#### BRIEF
Write out each line of the entries below that holds the word "connections".

Stored items:
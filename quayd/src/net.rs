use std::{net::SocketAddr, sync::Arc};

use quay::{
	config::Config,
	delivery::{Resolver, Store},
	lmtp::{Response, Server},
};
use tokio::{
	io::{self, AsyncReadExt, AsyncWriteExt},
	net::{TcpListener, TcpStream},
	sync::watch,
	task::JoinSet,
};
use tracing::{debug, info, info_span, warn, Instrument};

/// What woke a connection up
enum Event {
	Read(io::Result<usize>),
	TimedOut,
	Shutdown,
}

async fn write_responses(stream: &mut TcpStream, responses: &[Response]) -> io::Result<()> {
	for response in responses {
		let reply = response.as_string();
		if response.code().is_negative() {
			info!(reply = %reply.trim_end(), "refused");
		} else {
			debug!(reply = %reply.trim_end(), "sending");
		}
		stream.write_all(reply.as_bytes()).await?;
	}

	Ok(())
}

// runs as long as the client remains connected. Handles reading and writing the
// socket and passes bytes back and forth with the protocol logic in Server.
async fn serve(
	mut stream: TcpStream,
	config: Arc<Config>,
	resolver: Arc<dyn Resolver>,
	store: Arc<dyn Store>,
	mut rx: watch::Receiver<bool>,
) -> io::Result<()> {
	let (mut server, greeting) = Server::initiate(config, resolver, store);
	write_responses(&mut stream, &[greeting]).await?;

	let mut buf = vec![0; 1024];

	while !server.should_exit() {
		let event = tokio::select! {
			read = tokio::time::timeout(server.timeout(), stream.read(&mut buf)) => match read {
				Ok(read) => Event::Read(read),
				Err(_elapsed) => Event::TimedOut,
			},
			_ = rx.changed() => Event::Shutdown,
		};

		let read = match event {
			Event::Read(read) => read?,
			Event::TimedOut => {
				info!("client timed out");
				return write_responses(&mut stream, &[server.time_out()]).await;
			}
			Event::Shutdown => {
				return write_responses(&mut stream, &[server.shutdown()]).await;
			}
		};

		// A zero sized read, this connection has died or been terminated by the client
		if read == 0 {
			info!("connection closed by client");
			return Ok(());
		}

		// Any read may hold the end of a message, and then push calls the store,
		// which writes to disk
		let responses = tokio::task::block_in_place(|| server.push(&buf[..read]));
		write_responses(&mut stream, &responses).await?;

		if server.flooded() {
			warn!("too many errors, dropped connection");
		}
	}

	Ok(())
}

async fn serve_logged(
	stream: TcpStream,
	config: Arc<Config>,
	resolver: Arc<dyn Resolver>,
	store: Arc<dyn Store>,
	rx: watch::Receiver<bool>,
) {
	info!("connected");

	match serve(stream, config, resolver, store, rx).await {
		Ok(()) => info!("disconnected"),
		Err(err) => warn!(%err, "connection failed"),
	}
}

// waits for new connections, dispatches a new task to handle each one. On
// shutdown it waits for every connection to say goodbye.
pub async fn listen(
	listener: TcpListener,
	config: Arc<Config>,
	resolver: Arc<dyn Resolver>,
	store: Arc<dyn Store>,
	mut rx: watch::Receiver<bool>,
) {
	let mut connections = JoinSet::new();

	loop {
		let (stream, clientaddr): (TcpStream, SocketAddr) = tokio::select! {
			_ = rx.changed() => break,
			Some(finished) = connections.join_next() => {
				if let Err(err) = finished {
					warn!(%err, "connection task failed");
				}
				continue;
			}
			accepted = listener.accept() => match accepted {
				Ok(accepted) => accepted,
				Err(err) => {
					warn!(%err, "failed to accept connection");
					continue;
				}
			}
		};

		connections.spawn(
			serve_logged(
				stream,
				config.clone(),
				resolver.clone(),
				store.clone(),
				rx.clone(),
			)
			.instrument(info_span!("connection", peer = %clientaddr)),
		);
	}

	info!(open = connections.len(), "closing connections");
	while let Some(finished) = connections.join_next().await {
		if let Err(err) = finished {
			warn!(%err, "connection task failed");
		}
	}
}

#### ANSWER TO THE PROBLEM
// waits for new connections, dispatches a new task to handle each one. On
	let mut connections = JoinSet::new();
			Some(finished) = connections.join_next() => {
		connections.spawn(
	info!(open = connections.len(), "closing connections");
	while let Some(finished) = connections.join_next().await {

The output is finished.